• **Exercise details**: Nothing is to be left out: repeat every entry exactly as given.

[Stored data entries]
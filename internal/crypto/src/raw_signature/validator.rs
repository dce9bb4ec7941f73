// Copyright 2024 Adobe. All rights reserved.
// This file is licensed to you under the Apache License,
// Version 2.0 (http://www.apache.org/licenses/LICENSE-2.0)
// or the MIT license (http://opensource.org/licenses/MIT),
// at your option.

// Unless required by applicable law or agreed to in writing,
// this software is distributed on an "AS IS" BASIS, WITHOUT
// WARRANTIES OR REPRESENTATIONS OF ANY KIND, either express or
// implied. See the LICENSE-MIT and LICENSE-APACHE files for the
// specific language governing permissions and limitations under
// each license.

use thiserror::Error;

/// A `RawSignatureValidator` implementation checks a signature encoded using a
/// specific signature algorithm and a private/public key pair.
///
/// For certificates, `data` is the DER encoding of the `tbsCertificate`, `sig`
/// is the content of the `signatureValue` bit string, and `public_key` is the
/// DER encoding of the signer's `SubjectPublicKeyInfo`.
pub trait RawSignatureValidator: Send + Sync {
    /// Return `Ok(())` if the signature `sig` is valid for the raw content
    /// `data` and the public key `public_key`.
    fn validate(
        &self,
        sig: &[u8],
        data: &[u8],
        public_key: &[u8],
    ) -> Result<(), RawSignatureValidationError>;
}

/// Describes errors that can be identified when validating a raw signature.
#[derive(Debug, Eq, Error, PartialEq)]
#[non_exhaustive]
pub enum RawSignatureValidationError {
    /// The signature does not match the provided data or public key.
    #[error("the signature does not match the provided data or public key")]
    SignatureMismatch,

    /// An error was reported by the underlying cryptography implementation.
    #[error("an error was reported by the cryptography library: {0}")]
    CryptoLibraryError(String),

    /// An invalid public key was provided.
    #[error("invalid public key")]
    InvalidPublicKey,

    /// An invalid signature value was provided.
    #[error("invalid signature value")]
    InvalidSignature,

    /// The signature uses an unsupported signing or hash algorithm.
    #[error("signature uses an unsupported algorithm")]
    UnsupportedAlgorithm,

    /// An unexpected internal error occured while validating the signature.
    #[error("internal error ({0})")]
    InternalError(String),
}

#[cfg(all(feature = "openssl", not(target_arch = "wasm32")))]
impl From<openssl::error::ErrorStack> for RawSignatureValidationError {
    fn from(err: openssl::error::ErrorStack) -> Self {
        Self::CryptoLibraryError(err.to_string())
    }
}

#[cfg(all(feature = "openssl", not(target_arch = "wasm32")))]
impl From<crate::raw_signature::openssl::OpenSslMutexUnavailable> for RawSignatureValidationError {
    fn from(err: crate::raw_signature::openssl::OpenSslMutexUnavailable) -> Self {
        Self::InternalError(err.to_string())
    }
}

• **Exercise output**:
filename internal/crypto/src/raw_signature/validator.rs
repository dce9bb4ec7941f73
// Copyright 2024 Adobe. All rights reserved.
// This file is licensed to you under the Apache License,
// Version 2.0 (http://www.apache.org/licenses/LICENSE-2.0)
// or the MIT license (http://opensource.org/licenses/MIT),
// at your option.

// Unless required by applicable law or agreed to in writing,
// this software is distributed on an "AS IS" BASIS, WITHOUT
// WARRANTIES OR REPRESENTATIONS OF ANY KIND, either express or
// implied. See the LICENSE-MIT and LICENSE-APACHE files for the
// specific language governing permissions and limitations under
// each license.

use thiserror::Error;

/// A `RawSignatureValidator` implementation checks a signature encoded using a
/// specific signature algorithm and a private/public key pair.
///
/// For certificates, `data` is the DER encoding of the `tbsCertificate`, `sig`
/// is the content of the `signatureValue` bit string, and `public_key` is the
/// DER encoding of the signer's `SubjectPublicKeyInfo`.
pub trait RawSignatureValidator: Send + Sync {
    /// Return `Ok(())` if the signature `sig` is valid for the raw content
    /// `data` and the public key `public_key`.
    fn validate(
        &self,
        sig: &[u8],
        data: &[u8],
        public_key: &[u8],
    ) -> Result<(), RawSignatureValidationError>;
}

/// Describes errors that can be identified when validating a raw signature.
#[derive(Debug, Eq, Error, PartialEq)]
#[non_exhaustive]
pub enum RawSignatureValidationError {
    /// The signature does not match the provided data or public key.
    #[error("the signature does not match the provided data or public key")]
    SignatureMismatch,

    /// An error was reported by the underlying cryptography implementation.
    #[error("an error was reported by the cryptography library: {0}")]
    CryptoLibraryError(String),

    /// An invalid public key was provided.
    #[error("invalid public key")]
    InvalidPublicKey,

    /// An invalid signature value was provided.
    #[error("invalid signature value")]
    InvalidSignature,

    /// The signature uses an unsupported signing or hash algorithm.
    #[error("signature uses an unsupported algorithm")]
    UnsupportedAlgorithm,

    /// An unexpected internal error occured while validating the signature.
    #[error("internal error ({0})")]
    InternalError(String),
}

#[cfg(all(feature = "openssl", not(target_arch = "wasm32")))]
impl From<openssl::error::ErrorStack> for RawSignatureValidationError {
    fn from(err: openssl::error::ErrorStack) -> Self {
        Self::CryptoLibraryError(err.to_string())
    }
}

#[cfg(all(feature = "openssl", not(target_arch = "wasm32")))]
impl From<crate::raw_signature::openssl::OpenSslMutexUnavailable> for RawSignatureValidationError {
    fn from(err: crate::raw_signature::openssl::OpenSslMutexUnavailable) -> Self {
        Self::InternalError(err.to_string())
    }
}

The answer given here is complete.